Landfills have long been the preferred method of processing waste.
Today, only waste classified as ultimate, that which cannot be recycled or recovered, is admitted to what are known as non-hazardous waste storage centers. Environmental protection issues in particular have relegated waste storage to the rank of last link in the chain.
Last link, but certainly not the least since it remains the one draining the most important tonnages. Hence the need to master the ins and outs of the landfills.
The operation of a non-hazardous waste storage facility can be compared to that of a bio-physico-chemical reactor. The phenomena that occur there naturally lead to the formation of leachate and biogas which carry most of the potentially polluting load of these centers.
So to limit their impact on the environment, their operators use both rustic and robust technologies as well as innovative technologies.
In Europe these are dedicated trucks that transport non-hazardous waste, a heterogeneous set of materials, to the disposal centers.
This waste is then unloaded in bins where it is compacted in order, essentially, to limit its volume. Each compartment can be divided into several cells. But all the traps must be hydraulically independent for a separate collection of leachate and watertight.
An operational locker must remain open for a minimum of one to two years to minimize the impact on the environment. Some operators use a technique to cover these compartments surface by surface, on a daily basis, to limit the impact on the environment.
Ensuring effective containment
To do this, the designers of lockers use a series of first so-called active barriers. The walls (bottoms and sides) of the lockers are covered with a completely waterproof high density polyethylene geomembrane. This geomembrane is itself protected against tears, on the underside and on the surface, by anti-puncturing geotextiles. At the bottom, a layer of gravel 50 centimeters thick allows to drain the leachate towards an appropriate storage tank.
Added to this are the so-called passive barriers, on which the lockers rest. European regulations thus impose the presence of a layer of clay with a thickness of one meter and whose permeability is less than 1.10-9 meters per second. If the active barrier were to fail, it would take no less than thirty years for a polluted liquid to cross a single layer of one meter at 1.10-9 meters per second according to experts at storage and recovery of waste facilities.
In addition, French regulations require that a layer at least 5 meters thick of a material whose permeability does not exceed 1.10-6 meters per second be present below this meter. When such geological conditions are not naturally encountered, soil reinforcement and treatment techniques are implemented.
Treatment of leachate
Now let’s come back to the leachate. Because it is this in particular, that the layers of impermeability aim to retain. Those used to be called landfill juices. They are formed in contact with rainwater which percolates through the waste and is loaded with polluting elements, making them unsuitable for discharge as is into the natural environment. They must therefore be collected (gravity flow or pumping) and then treated in a specific manner.
According to their composition or their quantity in particular, the leachate can be brought to undergo one or more biological, chemical, membrane treatments or even by concentration. The technique called nanofiltration of reverse osmosis filters the leachate through a series of extremely thin membranes. At the outlet: 98% purified water.
Evapo-concentration, which consists in evaporating the leachate to separate the constituents is also an interesting technique since it takes advantage of the heat that can be produced by the recovery of biogas from this same waste.

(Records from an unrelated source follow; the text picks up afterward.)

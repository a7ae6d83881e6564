//! Scheduler backed by a tokio [`LocalSet`](tokio::task::LocalSet).
//!
//! Every task is spawned with [`tokio::task::spawn_local`], so callers must be
//! running inside a `LocalSet` on a current-thread runtime. Delayed tasks race
//! a [`CancellationToken`] against [`tokio::time::sleep`]; cancelling a timer
//! cancels its token and forgets it.

use std::cell::{Cell, RefCell};
use std::rc::Rc;
use std::time::{Duration, Instant};

use rustc_hash::{FxHashMap, FxHashSet};
use tokio_util::sync::CancellationToken;

use crate::{Scheduler, Task, TaskClass, TaskKey, TimerId};

#[derive(Default)]
struct Shared {
	keyed: RefCell<FxHashSet<TaskKey>>,
	timers: RefCell<FxHashMap<TimerId, CancellationToken>>,
	next_timer: Cell<u64>,
}

/// Scheduler that runs deferred work on the current tokio `LocalSet`.
#[derive(Default, Clone)]
pub struct LocalScheduler {
	shared: Rc<Shared>,
}

impl LocalScheduler {
	/// Creates a scheduler with no queued work.
	pub fn new() -> Self {
		Self::default()
	}

	/// Number of armed, not yet fired or cancelled timers.
	pub fn pending_timers(&self) -> usize {
		self.shared.timers.borrow().len()
	}

	fn spawn_next_turn(class: TaskClass, task: Task) {
		tracing::trace!(class = class.as_str(), "scheduler.enqueue");
		tokio::task::spawn_local(async move {
			tokio::task::yield_now().await;
			task();
		});
	}
}

impl Scheduler for LocalScheduler {
	fn now(&self) -> Instant {
		tokio::time::Instant::now().into_std()
	}

	fn call_soon(&self, task: Task) {
		Self::spawn_next_turn(TaskClass::Soon, task);
	}

	fn call_soon_once(&self, key: TaskKey, task: Task) {
		if !self.shared.keyed.borrow_mut().insert(key) {
			tracing::trace!(?key, "scheduler.enqueue.coalesced");
			return;
		}
		let shared = self.shared.clone();
		Self::spawn_next_turn(
			TaskClass::Coalesced,
			Box::new(move || {
				shared.keyed.borrow_mut().remove(&key);
				task();
			}),
		);
	}

	fn call_later(&self, delay: Duration, task: Task) -> TimerId {
		let id = TimerId(self.shared.next_timer.get());
		self.shared.next_timer.set(id.0 + 1);

		let token = CancellationToken::new();
		self.shared.timers.borrow_mut().insert(id, token.clone());
		tracing::trace!(class = TaskClass::Delayed.as_str(), timer = id.0, delay_us = delay.as_micros() as u64, "scheduler.enqueue");

		let shared = self.shared.clone();
		tokio::task::spawn_local(async move {
			tokio::select! {
				_ = token.cancelled() => {}
				_ = tokio::time::sleep(delay) => {
					shared.timers.borrow_mut().remove(&id);
					tracing::trace!(timer = id.0, "scheduler.timer.fire");
					task();
				}
			}
		});
		id
	}

	fn cancel(&self, timer: TimerId) -> bool {
		let token = self.shared.timers.borrow_mut().remove(&timer);
		let removed = token.is_some();
		if let Some(token) = token {
			token.cancel();
		}
		tracing::trace!(timer = timer.0, removed, "scheduler.timer.cancel");
		removed
	}
}
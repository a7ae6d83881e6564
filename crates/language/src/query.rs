//! Compiled highlight queries.

use std::ops::Range;
use std::rc::Rc;

use streaming_iterator::StreamingIterator;
use tree_sitter::{Language, Query, QueryCursor, QueryError};
use treesit_syntax::{Capture, HighlightQuery, Point};

use crate::engine::{TsTree, point, ts_point};

/// A tree-sitter [`Query`] whose captures name highlight groups.
pub struct TsHighlightQuery {
	query: Query,
	names: Vec<Rc<str>>,
}

impl TsHighlightQuery {
	pub fn new(language: &Language, source: &str) -> Result<Self, QueryError> {
		let query = Query::new(language, source)?;
		let names = query.capture_names().iter().map(|name| Rc::from(*name)).collect();
		Ok(Self { query, names })
	}

	/// Capture names, indexed by capture id.
	pub fn capture_names(&self) -> &[Rc<str>] {
		&self.names
	}

	pub fn query(&self) -> &Query {
		&self.query
	}
}

impl HighlightQuery for TsHighlightQuery {
	type Tree = TsTree;

	fn captures(&self, tree: &TsTree, source: &[u8], range: Range<Point>) -> Vec<Capture> {
		let mut cursor = QueryCursor::new();
		cursor.set_point_range(ts_point(range.start)..ts_point(range.end));

		let mut out = Vec::new();
		let mut matches = cursor.captures(&self.query, tree.root_node(), source);
		while let Some((found, index)) = matches.next() {
			let capture = &found.captures[*index];
			let Some(name) = self.names.get(capture.index as usize) else {
				continue;
			};
			out.push(Capture {
				name: name.clone(),
				start: point(capture.node.start_position()),
				end: point(capture.node.end_position()),
			});
		}
		out
	}
}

Today the best operating technique is undoubtedly that of the bioreactor. Its principle: to recirculate the leachate collected at the bottom of the trap in the waste mass, while using traps for periods of less than two years. These compartments, once filled, are completely sealed, so that the biogas produced can be fully collected for recovery. The recirculation of leachate in the waste accelerates the biodegradation of the waste and therefore maximizes the production of recoverable biogas.
Because with leachate, biogas is the other effluent generated naturally by the storage of waste, by the decomposition of bio-waste, more precisely. We speak of anaerobic digestion, because this gas saturated with water is essentially composed of methane (CH4), but also a little carbon dioxide (CO2), two powerful greenhouse gases.
In addition, biogas includes trace gases but carrying odor nuisance (mercaptans, hydrogen sulfide). Thus, the law regarding waste management processes requires operators to collect this biogas through vertical wells or horizontal or mixed drains.
It is then strongly recommended, financial incentives (purchase prices) and fiscal reduction of the general tax on polluting activities) to value it in the production of electricity and or heat.
Biogas is captured very quickly by operators, without waiting for the lockers to close. Biogas production is maintained or increases as long as the supply of waste continues. As soon as this supply ceases, the production curve decreases, but the biogas is always collected, over several decades depending on the tonnage stored.
The captured biogas is then sent to engines or gas turbines and alternators to produce electricity or to boilers to produce heat. The cogeneration units include, in addition to the gas engine and the alternator, circuits for recovering the heat produced by the engine.
It should be noted that some operators still choose to simply destroy the biogas produced thermally. The combustion of methane in a flare does not correspond to a recovery technique. It simply makes it possible to limit its impact on the greenhouse effect by transforming it into CO2, a gas with a heating power all the same 25 times less.